Después de enviar esta respuesta, Ibarra levanta su campo, Quiroga hace lo propio y ambos regresan a sus respectivas provincias.
Continúa la guerra
La rivalidad entre “el muerto” que desafía a Facundo después de haber sido derrotado en “El Tala” sólo pueden explicarse en cuanto se tenga en cuenta el carácter social que adquiere esta guerra.
¿Y en qué consiste esta guerra social? ¿Por qué se produce? ¿Qué factores y circunstancias la generan y la alimentan? ¿Cuál es la causa de que un provinciano como Lamadrid defienda a los unitarios, y de que otro provinciano como Facundo, o como Ibarra, los ataque?
Ocurre que, tanto como los intereses regionales, se enfrentan aquí dos conceptos de la vida, dos tipos de costumbres, dos grados de civilización: el que pertenece a las multitudes pastoriles que encabezan los caudillos, y el que corresponde a las clases cultivadas, que se identifican con la conducción unitaria.
Esta guerra es interminable por el carácter y el sentido social que tiene, pues aquí no se trata, como en los conflictos bélicos internacionales, de que la suerte de todo se resuelva en una gran batalla, al término de la cual el vencedor impone condiciones al vencido y todo vuelve a quedaren paz, sin que ninguno de los contendientes desaparezca. La que se desarrolla entre unitarios y federales, o entre provincianos y porteños, es una guerra total, a muerte, que no puede resolverse sino mediante el triunfo absoluto de una de las tendencias, y la derrota, también absoluta, de la otra.
Esta guerra es tan total, tan absoluta, que ni siquiera admite la existencia de neutrales. Se está con los unitarios o con los federales; con el interior o con Buenos Aires; con los caudillos o con Rivadavia. La consigna es la misma para los integrantes de los dos bandos: ” Quien no está a mi favor, está en mi contra”.
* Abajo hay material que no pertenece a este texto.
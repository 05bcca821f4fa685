use connectors::error::{ConnectorError, DbError};
use engine_core::error::OperationError;
use thiserror::Error;

#[derive(Error, Debug)]
pub enum StreamError {
    /// Rejected before any connection was opened.
    #[error("Invalid argument: {0}")]
    InvalidArgument(String),

    #[error("Connection failed: {0}")]
    Connection(#[from] ConnectorError),

    #[error("Database error: {0}")]
    Database(#[from] DbError),

    #[error("Column '{column}' holds a non-numeric value: {value}")]
    NonNumeric { column: String, value: String },
}

#[derive(Error, Debug)]
pub enum SeedError {
    #[error("Failed to read CSV: {0}")]
    Csv(#[from] csv::Error),

    #[error("I/O error: {0}")]
    Io(#[from] std::io::Error),

    #[error("Missing column '{0}' in CSV header")]
    MissingColumn(String),

    #[error("Seeding failed: {0}")]
    Operation(#[from] OperationError),
}

impl From<StreamError> for OperationError {
    fn from(err: StreamError) -> Self {
        match err {
            StreamError::InvalidArgument(message) => OperationError::InvalidArgument(message),
            StreamError::Connection(e) => OperationError::Connection(e),
            StreamError::Database(e) => OperationError::Database(e),
            // Never retried.
            non_numeric @ StreamError::NonNumeric { .. } => {
                OperationError::InvalidArgument(non_numeric.to_string())
            }
        }
    }
}

#[cfg(test)]
mod tests {
    use super::*;
    use engine_core::{classify::ErrorClassifier, retry::RetryDisposition};

    #[test]
    fn test_stream_errors_keep_their_retry_disposition() {
        let classifier = ErrorClassifier::strict();
        let unreachable = StreamError::Connection(ConnectorError::Unreachable("refused".into()));
        let bad_size = StreamError::InvalidArgument("batch_size must be greater than zero".into());
        let non_numeric = StreamError::NonNumeric {
            column: "age".to_string(),
            value: "old".to_string(),
        };

        assert_eq!(
            classifier.classify(&unreachable.into()),
            RetryDisposition::Retry
        );
        assert_eq!(
            classifier.classify(&bad_size.into()),
            RetryDisposition::Stop
        );
        assert_eq!(
            ErrorClassifier::default().classify(&non_numeric.into()),
            RetryDisposition::Stop
        );
    }
}
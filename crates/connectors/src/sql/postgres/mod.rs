pub mod adapter;
pub mod params;
mod row;
mod utils;
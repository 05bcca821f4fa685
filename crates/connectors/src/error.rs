use thiserror::Error;

/// Errors happening while establishing a connection.
#[derive(Debug, Error)]
pub enum ConnectorError {
    /// MySQL pool or handshake failure.
    #[error("MySQL connection failed: {0}")]
    MySql(#[from] mysql_async::Error),

    /// Postgres handshake failure.
    #[error("Postgres connection failed: {0}")]
    Postgres(#[from] tokio_postgres::Error),

    /// TLS setup for the Postgres connection failed.
    #[error("TLS configuration error: {0}")]
    TlsConfig(#[from] native_tls::Error),

    /// The connection string could not be parsed.
    #[error("Invalid connection URL: {0}")]
    InvalidUrl(String),

    /// The URL scheme does not name a supported driver.
    #[error("Unsupported driver: {0}")]
    UnsupportedDriver(String),

    /// The data source refused or could not be reached.
    #[error("Data source unreachable: {0}")]
    Unreachable(String),
}

/// All errors coming from statement execution.
#[derive(Debug, Error)]
pub enum DbError {
    /// Low-level I/O failure.
    #[error("I/O error: {0}")]
    Io(#[from] std::io::Error),

    #[error("MySQL error: {0}")]
    MySql(#[from] mysql_async::Error),

    #[error("Postgres error: {0}")]
    Postgres(#[from] tokio_postgres::Error),

    /// The backend rejected the statement; the message is the backend's own.
    #[error("Query failed: {0}")]
    Query(String),

    /// A column value could not be converted into a [`model::core::value::Value`].
    #[error("Failed to decode column '{column}': {message}")]
    Decode { column: String, message: String },

    /// COMMIT or ROLLBACK without a preceding BEGIN, or a nested BEGIN.
    #[error("Transaction state error: {0}")]
    TransactionState(String),

    /// The row stream's producer went away before finishing.
    #[error("Row stream closed unexpectedly")]
    StreamClosed,
}
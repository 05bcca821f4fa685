//! Call interfaces shared by every wrapper in this crate.
//!
//! A [`DataOperation`] runs against a connection it is handed; an
//! [`Operation`] is self-contained. Wrappers take one and expose one, so
//! they stack: `op.with_transaction().with_connection(connector)
//! .with_retry(policy).with_cache(cache, ttl)`.

use crate::{
    cache::{QueryCache, WithCache},
    classify::ErrorClassifier,
    connection::WithConnection,
    error::OperationError,
    logging::WithLogging,
    retry::{RetryPolicy, WithRetry},
    transaction::WithTransaction,
};
use async_trait::async_trait;
use connectors::connection::{Connection, Connector};
use futures::future::BoxFuture;
use serde::Serialize;
use std::{marker::PhantomData, sync::Arc, time::Duration};

/// An operation that needs an open connection.
#[async_trait]
pub trait DataOperation: Send + Sync {
    /// Call arguments. They never include the connection, which keeps them
    /// usable as a cache key.
    type Args: Serialize + Send + Sync;
    type Output: Send;

    /// Stable identity used in logs and cache keys.
    fn name(&self) -> &str;

    async fn run(
        &self,
        conn: &mut dyn Connection,
        args: &Self::Args,
    ) -> Result<Self::Output, OperationError>;
}

/// An operation that manages its own resources.
#[async_trait]
pub trait Operation: Send + Sync {
    type Args: Serialize + Send + Sync;
    type Output: Send;

    fn name(&self) -> &str;

    async fn call(&self, args: &Self::Args) -> Result<Self::Output, OperationError>;
}

/// Adapts a closure into a [`DataOperation`].
///
/// ```ignore
/// let count = FnDataOperation::new("count_users", |conn, _args: &()| {
///     Box::pin(async move { Ok(conn.count(&request).await?) })
/// });
/// ```
pub struct FnDataOperation<F, A, O> {
    name: String,
    f: F,
    _marker: PhantomData<fn(&A) -> O>,
}

impl<F, A, O> FnDataOperation<F, A, O>
where
    F: for<'c> Fn(&'c mut dyn Connection, &'c A) -> BoxFuture<'c, Result<O, OperationError>>
        + Send
        + Sync,
{
    pub fn new(name: &str, f: F) -> Self {
        Self {
            name: name.to_string(),
            f,
            _marker: PhantomData,
        }
    }
}

#[async_trait]
impl<F, A, O> DataOperation for FnDataOperation<F, A, O>
where
    F: for<'c> Fn(&'c mut dyn Connection, &'c A) -> BoxFuture<'c, Result<O, OperationError>>
        + Send
        + Sync,
    A: Serialize + Send + Sync,
    O: Send,
{
    type Args = A;
    type Output = O;

    fn name(&self) -> &str {
        &self.name
    }

    async fn run(&self, conn: &mut dyn Connection, args: &A) -> Result<O, OperationError> {
        (self.f)(conn, args).await
    }
}

/// Adapts a closure into an [`Operation`].
pub struct FnOperation<F, A, O> {
    name: String,
    f: F,
    _marker: PhantomData<fn(&A) -> O>,
}

impl<F, A, O> FnOperation<F, A, O>
where
    F: for<'a> Fn(&'a A) -> BoxFuture<'a, Result<O, OperationError>> + Send + Sync,
{
    pub fn new(name: &str, f: F) -> Self {
        Self {
            name: name.to_string(),
            f,
            _marker: PhantomData,
        }
    }
}

#[async_trait]
impl<F, A, O> Operation for FnOperation<F, A, O>
where
    F: for<'a> Fn(&'a A) -> BoxFuture<'a, Result<O, OperationError>> + Send + Sync,
    A: Serialize + Send + Sync,
    O: Send,
{
    type Args = A;
    type Output = O;

    fn name(&self) -> &str {
        &self.name
    }

    async fn call(&self, args: &A) -> Result<O, OperationError> {
        (self.f)(args).await
    }
}

pub trait DataOperationExt: DataOperation + Sized {
    /// Opens a connection from `connector` for every call.
    fn with_connection(self, connector: Arc<dyn Connector>) -> WithConnection<Self> {
        WithConnection::new(connector, self)
    }

    fn with_transaction(self) -> WithTransaction<Self> {
        WithTransaction::new(self)
    }

    /// Retries on the same connection.
    fn with_retry(self, policy: RetryPolicy) -> WithRetry<Self> {
        WithRetry::new(self, policy, ErrorClassifier::default())
    }

    fn with_logging(self) -> WithLogging<Self> {
        WithLogging::new(self)
    }
}

impl<T: DataOperation> DataOperationExt for T {}

pub trait OperationExt: Operation + Sized {
    /// Retries the whole call, so a wrapped [`WithConnection`] reconnects
    /// on every attempt.
    fn with_retry(self, policy: RetryPolicy) -> WithRetry<Self> {
        WithRetry::new(self, policy, ErrorClassifier::default())
    }

    fn with_cache(self, cache: Arc<QueryCache>, ttl: Duration) -> WithCache<Self> {
        WithCache::new(self, cache, ttl)
    }

    fn with_logging(self) -> WithLogging<Self> {
        WithLogging::new(self)
    }
}

impl<T: Operation> OperationExt for T {}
Lo que aflora es un factor ideológico; mas no es solamente él quien genera y alimenta el conflicto en sus más profundas raíces, porque existe también un problema social, e inclusive un problema económico, que nadie conoce, que nadie estudia, que nadie trata de resolver razonablemente, pues todos están dados ya a la empresa de querer resolverlo por medio de las armas. Se encaran los problemas como si fueran personales y aun superficiales: Facundo contra Lamadrid; el coraje de éste procurando prevalecer sobre el coraje de aquél. Pero los problemas, en lugar de personales, son colectivos, y en lugar de superficiales, son profundos.